Where the material below has a line containing "filename tests/integration/src/dashboard_scenarios.rs", start repeating exactly, and keep going through the line containing "let mut registry", with no other lines.
* * *
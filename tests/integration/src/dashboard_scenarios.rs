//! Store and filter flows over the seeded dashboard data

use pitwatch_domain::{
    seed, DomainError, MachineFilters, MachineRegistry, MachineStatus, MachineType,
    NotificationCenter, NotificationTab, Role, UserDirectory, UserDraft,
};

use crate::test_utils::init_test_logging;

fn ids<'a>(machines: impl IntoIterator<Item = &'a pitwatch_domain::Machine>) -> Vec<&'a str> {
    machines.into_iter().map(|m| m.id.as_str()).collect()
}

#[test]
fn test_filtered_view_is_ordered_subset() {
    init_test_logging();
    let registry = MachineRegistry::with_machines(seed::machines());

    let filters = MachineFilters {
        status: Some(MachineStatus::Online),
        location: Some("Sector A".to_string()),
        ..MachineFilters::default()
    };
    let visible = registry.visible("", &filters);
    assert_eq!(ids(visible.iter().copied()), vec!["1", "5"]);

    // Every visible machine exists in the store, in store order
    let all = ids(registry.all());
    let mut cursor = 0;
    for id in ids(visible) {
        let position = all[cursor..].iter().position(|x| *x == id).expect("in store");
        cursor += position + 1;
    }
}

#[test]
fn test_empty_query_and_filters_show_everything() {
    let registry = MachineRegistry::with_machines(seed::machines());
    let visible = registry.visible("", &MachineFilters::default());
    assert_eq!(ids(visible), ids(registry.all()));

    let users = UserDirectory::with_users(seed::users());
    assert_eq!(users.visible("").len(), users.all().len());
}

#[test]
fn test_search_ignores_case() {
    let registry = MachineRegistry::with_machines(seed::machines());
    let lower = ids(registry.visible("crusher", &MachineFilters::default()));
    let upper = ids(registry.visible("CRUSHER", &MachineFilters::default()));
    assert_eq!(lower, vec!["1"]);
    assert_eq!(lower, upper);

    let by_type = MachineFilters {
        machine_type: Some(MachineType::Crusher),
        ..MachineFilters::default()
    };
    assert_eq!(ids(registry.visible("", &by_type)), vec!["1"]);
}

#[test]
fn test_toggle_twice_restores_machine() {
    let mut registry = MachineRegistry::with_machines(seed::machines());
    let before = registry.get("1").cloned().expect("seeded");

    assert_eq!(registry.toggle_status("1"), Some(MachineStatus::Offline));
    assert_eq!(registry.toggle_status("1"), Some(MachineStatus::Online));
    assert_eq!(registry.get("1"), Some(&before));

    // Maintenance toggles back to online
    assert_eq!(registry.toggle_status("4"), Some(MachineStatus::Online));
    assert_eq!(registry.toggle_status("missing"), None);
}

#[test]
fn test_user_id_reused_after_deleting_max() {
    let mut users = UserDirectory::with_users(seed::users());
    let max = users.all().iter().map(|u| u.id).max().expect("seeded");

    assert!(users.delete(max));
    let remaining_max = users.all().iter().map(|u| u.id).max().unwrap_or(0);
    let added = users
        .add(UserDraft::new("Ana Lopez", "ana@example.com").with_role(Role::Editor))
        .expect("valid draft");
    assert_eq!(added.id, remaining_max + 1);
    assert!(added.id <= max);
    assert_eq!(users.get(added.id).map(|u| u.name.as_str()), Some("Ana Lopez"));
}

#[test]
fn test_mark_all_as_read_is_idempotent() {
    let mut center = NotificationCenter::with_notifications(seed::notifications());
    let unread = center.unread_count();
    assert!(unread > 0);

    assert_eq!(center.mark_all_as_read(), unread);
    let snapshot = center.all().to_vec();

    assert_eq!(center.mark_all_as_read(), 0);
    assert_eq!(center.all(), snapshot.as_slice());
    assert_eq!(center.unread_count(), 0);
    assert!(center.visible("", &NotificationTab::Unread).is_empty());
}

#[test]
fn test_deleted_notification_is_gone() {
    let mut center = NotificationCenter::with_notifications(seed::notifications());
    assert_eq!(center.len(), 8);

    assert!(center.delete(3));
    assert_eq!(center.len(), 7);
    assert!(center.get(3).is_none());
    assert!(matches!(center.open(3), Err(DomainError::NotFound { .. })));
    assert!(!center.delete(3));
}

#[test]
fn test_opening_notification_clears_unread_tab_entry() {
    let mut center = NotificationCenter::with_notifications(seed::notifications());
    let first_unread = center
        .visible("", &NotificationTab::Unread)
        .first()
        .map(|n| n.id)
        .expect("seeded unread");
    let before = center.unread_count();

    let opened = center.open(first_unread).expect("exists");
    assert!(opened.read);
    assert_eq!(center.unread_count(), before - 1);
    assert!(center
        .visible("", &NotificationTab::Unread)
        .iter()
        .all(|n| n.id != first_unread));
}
* * *
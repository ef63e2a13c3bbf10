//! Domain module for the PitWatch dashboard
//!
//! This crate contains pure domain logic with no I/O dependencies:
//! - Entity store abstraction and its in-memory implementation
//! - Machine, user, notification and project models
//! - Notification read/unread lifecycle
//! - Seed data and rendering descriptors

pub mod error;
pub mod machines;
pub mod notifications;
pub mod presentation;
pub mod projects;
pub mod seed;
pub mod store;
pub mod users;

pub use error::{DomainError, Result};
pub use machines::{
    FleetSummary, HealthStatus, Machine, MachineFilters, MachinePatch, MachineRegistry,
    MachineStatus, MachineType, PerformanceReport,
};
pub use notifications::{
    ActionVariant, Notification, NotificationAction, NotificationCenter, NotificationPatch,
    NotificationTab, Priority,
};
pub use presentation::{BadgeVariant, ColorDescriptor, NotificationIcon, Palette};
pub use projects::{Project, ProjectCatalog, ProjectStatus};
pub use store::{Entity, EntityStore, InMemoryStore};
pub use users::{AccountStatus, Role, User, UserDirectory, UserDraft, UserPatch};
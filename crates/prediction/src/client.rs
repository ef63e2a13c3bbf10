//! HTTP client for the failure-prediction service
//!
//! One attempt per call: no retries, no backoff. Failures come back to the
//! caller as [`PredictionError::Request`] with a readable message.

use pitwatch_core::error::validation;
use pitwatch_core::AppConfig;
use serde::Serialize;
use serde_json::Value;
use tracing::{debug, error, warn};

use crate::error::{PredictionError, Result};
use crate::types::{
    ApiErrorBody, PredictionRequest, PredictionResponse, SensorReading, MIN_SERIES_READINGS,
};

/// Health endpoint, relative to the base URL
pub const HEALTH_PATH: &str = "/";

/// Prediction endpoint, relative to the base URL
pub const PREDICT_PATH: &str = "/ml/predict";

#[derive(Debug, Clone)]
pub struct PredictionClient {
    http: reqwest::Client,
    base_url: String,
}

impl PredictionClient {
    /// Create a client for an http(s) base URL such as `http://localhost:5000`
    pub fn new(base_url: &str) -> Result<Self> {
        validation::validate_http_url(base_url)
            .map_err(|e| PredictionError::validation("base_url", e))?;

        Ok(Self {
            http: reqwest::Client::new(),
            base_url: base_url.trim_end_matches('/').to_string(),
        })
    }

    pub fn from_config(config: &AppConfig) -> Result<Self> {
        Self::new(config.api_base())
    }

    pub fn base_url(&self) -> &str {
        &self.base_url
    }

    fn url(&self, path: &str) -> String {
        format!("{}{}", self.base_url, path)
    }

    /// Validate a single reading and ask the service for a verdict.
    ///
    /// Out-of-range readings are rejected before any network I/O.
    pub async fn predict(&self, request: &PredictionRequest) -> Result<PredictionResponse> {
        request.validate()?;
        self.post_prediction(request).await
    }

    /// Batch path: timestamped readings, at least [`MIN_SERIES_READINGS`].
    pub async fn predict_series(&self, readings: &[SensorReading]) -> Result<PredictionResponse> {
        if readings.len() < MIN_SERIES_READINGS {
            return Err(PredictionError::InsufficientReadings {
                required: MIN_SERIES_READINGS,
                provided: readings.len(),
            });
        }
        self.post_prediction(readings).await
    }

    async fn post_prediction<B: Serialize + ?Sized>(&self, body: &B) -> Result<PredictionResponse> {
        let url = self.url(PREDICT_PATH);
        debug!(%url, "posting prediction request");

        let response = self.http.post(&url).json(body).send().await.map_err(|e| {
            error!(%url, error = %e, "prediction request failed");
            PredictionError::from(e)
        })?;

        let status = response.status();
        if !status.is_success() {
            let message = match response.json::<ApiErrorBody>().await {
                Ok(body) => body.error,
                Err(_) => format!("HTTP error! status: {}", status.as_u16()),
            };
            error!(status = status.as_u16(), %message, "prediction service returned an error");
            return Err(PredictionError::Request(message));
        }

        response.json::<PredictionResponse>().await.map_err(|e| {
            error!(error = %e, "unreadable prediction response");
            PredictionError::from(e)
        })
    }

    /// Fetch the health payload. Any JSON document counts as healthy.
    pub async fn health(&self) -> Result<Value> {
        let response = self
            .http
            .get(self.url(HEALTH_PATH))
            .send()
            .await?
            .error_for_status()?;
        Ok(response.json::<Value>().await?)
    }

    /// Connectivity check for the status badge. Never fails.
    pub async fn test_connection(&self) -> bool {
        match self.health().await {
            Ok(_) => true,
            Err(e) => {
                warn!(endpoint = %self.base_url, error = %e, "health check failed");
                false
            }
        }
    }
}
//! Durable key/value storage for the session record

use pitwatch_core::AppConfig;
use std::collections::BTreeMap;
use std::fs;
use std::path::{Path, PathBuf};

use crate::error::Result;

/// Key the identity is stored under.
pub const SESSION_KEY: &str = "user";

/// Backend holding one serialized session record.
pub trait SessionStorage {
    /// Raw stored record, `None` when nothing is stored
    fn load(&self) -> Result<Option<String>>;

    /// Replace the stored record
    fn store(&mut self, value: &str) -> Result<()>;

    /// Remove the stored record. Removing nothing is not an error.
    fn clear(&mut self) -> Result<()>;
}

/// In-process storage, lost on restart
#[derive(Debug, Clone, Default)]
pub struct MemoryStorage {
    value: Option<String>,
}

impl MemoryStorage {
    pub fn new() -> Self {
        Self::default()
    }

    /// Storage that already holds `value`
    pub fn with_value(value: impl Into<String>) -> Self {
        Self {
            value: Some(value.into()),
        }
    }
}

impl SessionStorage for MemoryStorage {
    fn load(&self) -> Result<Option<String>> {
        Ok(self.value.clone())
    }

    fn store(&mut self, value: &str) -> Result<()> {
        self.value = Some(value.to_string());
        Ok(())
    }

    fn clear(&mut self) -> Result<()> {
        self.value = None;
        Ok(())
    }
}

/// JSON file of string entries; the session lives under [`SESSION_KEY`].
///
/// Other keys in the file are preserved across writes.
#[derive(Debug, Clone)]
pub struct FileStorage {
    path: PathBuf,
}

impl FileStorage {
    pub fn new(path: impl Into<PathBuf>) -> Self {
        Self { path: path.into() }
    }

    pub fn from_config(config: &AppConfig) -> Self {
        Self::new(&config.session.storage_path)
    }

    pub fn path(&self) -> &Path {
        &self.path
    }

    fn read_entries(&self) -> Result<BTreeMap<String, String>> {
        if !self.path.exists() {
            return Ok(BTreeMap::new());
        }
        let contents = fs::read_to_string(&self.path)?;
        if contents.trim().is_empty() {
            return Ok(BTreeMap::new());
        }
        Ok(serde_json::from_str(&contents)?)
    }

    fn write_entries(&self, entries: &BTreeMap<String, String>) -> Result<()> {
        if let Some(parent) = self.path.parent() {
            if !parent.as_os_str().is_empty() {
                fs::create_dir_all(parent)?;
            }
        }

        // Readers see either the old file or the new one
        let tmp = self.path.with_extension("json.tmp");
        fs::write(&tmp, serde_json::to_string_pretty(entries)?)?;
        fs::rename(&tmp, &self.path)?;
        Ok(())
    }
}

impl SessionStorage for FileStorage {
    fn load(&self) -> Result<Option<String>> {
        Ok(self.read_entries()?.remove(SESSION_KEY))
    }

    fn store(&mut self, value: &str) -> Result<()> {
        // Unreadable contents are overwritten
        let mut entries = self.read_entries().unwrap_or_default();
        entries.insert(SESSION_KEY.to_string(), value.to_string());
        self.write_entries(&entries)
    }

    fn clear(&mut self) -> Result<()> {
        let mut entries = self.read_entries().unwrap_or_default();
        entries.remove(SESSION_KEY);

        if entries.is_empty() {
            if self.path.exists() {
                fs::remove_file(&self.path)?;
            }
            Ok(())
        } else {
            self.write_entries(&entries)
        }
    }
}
* * *
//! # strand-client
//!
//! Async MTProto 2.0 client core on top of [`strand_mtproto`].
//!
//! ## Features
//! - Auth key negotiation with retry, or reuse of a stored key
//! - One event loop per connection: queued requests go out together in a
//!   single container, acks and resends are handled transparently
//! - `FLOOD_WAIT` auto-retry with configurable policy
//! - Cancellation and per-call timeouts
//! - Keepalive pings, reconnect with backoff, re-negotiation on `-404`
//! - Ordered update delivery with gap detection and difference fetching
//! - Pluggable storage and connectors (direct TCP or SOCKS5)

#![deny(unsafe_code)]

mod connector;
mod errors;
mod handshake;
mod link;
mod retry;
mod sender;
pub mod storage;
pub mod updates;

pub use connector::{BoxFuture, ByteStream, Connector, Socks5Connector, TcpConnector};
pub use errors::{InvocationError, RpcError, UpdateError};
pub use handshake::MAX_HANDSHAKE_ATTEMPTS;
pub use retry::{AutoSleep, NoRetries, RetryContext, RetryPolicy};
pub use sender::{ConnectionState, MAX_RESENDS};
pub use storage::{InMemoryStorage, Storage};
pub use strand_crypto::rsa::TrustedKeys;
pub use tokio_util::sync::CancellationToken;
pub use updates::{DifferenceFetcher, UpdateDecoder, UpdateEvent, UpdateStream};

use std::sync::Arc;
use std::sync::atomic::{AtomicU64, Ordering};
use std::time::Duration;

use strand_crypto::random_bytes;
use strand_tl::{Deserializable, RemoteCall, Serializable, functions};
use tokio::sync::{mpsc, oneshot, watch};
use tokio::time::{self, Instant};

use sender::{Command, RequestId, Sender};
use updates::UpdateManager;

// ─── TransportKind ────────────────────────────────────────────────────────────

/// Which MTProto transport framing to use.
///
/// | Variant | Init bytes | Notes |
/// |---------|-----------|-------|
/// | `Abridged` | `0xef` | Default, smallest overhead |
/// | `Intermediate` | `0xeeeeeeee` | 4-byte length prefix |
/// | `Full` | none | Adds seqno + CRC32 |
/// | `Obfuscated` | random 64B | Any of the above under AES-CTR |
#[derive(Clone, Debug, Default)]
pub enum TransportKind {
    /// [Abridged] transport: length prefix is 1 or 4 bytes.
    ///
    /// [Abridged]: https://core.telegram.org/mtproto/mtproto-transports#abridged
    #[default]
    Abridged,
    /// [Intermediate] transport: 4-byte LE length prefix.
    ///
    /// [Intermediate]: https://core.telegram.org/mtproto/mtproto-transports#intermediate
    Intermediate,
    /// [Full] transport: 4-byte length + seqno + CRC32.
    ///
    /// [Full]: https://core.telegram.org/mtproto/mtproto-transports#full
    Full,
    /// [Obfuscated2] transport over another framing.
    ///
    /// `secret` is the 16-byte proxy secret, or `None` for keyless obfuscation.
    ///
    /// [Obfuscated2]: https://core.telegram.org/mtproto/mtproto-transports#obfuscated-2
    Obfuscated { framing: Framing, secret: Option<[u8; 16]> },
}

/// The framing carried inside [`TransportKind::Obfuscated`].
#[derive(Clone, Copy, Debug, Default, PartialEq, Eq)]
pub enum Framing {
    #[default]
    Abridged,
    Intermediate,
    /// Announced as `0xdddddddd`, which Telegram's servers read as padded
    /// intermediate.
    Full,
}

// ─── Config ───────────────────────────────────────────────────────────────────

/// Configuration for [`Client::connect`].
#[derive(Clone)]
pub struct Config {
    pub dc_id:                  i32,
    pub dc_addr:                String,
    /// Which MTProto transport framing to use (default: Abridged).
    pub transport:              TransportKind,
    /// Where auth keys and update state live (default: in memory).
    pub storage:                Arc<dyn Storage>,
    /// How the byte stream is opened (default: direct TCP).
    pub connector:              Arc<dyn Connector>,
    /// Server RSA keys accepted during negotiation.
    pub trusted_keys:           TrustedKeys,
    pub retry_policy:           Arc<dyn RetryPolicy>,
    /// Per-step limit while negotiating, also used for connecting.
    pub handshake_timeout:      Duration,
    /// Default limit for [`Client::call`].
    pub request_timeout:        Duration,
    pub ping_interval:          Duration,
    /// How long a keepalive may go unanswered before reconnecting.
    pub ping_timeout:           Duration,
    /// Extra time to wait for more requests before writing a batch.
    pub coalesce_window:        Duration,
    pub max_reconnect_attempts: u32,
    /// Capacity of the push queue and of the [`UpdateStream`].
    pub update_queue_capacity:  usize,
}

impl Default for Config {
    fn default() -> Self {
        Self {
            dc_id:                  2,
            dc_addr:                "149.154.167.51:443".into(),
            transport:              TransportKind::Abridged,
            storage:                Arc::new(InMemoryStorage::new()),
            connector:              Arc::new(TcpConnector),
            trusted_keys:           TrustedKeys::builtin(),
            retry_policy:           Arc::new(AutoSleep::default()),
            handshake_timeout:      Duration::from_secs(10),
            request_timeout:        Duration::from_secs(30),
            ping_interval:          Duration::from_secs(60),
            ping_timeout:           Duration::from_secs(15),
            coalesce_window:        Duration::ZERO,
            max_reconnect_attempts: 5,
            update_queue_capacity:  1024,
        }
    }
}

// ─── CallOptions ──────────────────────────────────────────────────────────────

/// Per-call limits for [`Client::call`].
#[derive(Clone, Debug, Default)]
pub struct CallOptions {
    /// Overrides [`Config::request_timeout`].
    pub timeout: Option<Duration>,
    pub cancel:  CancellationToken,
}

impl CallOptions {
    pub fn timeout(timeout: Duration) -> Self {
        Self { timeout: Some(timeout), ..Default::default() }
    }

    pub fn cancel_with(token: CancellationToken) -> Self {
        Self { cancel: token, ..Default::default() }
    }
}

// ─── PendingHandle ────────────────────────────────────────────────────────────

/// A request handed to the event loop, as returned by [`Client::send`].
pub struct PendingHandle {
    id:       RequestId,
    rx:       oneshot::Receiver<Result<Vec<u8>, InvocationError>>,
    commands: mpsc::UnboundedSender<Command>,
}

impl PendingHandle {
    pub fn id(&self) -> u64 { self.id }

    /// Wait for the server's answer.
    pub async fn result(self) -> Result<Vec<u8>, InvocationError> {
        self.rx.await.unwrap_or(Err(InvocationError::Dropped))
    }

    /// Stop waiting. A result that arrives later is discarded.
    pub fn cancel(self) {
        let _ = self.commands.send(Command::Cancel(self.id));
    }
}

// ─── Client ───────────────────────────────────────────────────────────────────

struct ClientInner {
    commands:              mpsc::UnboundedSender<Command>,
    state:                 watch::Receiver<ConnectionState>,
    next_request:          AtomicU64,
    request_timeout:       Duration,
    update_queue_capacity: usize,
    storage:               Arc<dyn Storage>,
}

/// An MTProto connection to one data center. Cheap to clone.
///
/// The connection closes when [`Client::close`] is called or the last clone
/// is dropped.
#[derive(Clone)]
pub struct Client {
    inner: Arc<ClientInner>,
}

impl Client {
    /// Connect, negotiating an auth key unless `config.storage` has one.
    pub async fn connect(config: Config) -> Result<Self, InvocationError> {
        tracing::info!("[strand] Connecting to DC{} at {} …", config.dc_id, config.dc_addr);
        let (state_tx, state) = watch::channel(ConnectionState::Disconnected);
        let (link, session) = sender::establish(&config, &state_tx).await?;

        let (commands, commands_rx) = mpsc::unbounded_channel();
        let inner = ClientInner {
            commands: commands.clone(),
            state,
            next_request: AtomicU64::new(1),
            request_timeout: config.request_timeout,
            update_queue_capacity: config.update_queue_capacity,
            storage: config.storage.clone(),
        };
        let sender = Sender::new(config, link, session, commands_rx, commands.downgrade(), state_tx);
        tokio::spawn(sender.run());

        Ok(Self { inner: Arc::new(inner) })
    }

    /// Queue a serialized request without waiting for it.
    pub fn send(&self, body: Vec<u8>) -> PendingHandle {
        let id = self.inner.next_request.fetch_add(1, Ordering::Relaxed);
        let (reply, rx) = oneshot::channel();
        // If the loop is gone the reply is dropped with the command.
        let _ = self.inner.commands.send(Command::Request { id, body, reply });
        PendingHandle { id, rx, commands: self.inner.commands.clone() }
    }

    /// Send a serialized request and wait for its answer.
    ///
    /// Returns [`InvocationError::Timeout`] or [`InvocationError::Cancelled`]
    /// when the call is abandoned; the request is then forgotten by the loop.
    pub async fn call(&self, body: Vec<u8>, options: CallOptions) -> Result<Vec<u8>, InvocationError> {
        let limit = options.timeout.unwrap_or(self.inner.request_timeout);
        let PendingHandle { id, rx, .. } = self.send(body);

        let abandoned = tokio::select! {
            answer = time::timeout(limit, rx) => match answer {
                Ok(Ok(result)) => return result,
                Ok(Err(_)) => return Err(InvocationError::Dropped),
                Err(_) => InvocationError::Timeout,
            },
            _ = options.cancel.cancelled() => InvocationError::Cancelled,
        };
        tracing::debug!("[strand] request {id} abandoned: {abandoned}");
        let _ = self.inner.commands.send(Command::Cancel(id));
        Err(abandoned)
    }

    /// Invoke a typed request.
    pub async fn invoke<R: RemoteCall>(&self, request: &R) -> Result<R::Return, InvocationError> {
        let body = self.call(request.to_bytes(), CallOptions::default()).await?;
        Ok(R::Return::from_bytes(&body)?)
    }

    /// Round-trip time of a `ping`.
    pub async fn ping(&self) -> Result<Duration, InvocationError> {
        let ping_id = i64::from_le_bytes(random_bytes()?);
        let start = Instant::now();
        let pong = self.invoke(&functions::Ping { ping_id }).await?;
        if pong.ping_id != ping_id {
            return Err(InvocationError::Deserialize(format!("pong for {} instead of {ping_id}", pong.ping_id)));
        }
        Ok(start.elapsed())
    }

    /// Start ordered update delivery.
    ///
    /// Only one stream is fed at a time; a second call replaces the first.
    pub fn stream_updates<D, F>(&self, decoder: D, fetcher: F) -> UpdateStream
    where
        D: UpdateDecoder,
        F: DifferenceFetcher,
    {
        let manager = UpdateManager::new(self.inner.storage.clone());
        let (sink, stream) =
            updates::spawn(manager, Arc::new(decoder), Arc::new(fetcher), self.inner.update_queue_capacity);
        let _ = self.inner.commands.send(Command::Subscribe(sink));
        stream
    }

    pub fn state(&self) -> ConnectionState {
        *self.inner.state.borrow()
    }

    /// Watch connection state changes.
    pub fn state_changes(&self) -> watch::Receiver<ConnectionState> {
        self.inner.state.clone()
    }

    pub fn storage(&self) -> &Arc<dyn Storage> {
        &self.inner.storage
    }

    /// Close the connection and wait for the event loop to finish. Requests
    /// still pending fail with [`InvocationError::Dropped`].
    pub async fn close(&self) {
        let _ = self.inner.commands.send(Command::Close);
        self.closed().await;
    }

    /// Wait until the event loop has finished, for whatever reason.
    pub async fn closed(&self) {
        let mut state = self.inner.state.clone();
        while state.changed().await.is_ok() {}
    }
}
* * *
EXERCISE RESPONSE:
filename tests/integration/src/dashboard_scenarios.rs
//! Store and filter flows over the seeded dashboard data

use pitwatch_domain::{
    seed, DomainError, MachineFilters, MachineRegistry, MachineStatus, MachineType,
    NotificationCenter, NotificationTab, Role, UserDirectory, UserDraft,
};

use crate::test_utils::init_test_logging;

fn ids<'a>(machines: impl IntoIterator<Item = &'a pitwatch_domain::Machine>) -> Vec<&'a str> {
    machines.into_iter().map(|m| m.id.as_str()).collect()
}

#[test]
fn test_filtered_view_is_ordered_subset() {
    init_test_logging();
    let registry = MachineRegistry::with_machines(seed::machines());

    let filters = MachineFilters {
        status: Some(MachineStatus::Online),
        location: Some("Sector A".to_string()),
        ..MachineFilters::default()
    };
    let visible = registry.visible("", &filters);
    assert_eq!(ids(visible.iter().copied()), vec!["1", "5"]);

    // Every visible machine exists in the store, in store order
    let all = ids(registry.all());
    let mut cursor = 0;
    for id in ids(visible) {
        let position = all[cursor..].iter().position(|x| *x == id).expect("in store");
        cursor += position + 1;
    }
}

#[test]
fn test_empty_query_and_filters_show_everything() {
    let registry = MachineRegistry::with_machines(seed::machines());
    let visible = registry.visible("", &MachineFilters::default());
    assert_eq!(ids(visible), ids(registry.all()));

    let users = UserDirectory::with_users(seed::users());
    assert_eq!(users.visible("").len(), users.all().len());
}

#[test]
fn test_search_ignores_case() {
    let registry = MachineRegistry::with_machines(seed::machines());
    let lower = ids(registry.visible("crusher", &MachineFilters::default()));
    let upper = ids(registry.visible("CRUSHER", &MachineFilters::default()));
    assert_eq!(lower, vec!["1"]);
    assert_eq!(lower, upper);

    let by_type = MachineFilters {
        machine_type: Some(MachineType::Crusher),
        ..MachineFilters::default()
    };
    assert_eq!(ids(registry.visible("", &by_type)), vec!["1"]);
}

#[test]
fn test_toggle_twice_restores_machine() {
    let mut registry = MachineRegistry::with_machines(seed::machines());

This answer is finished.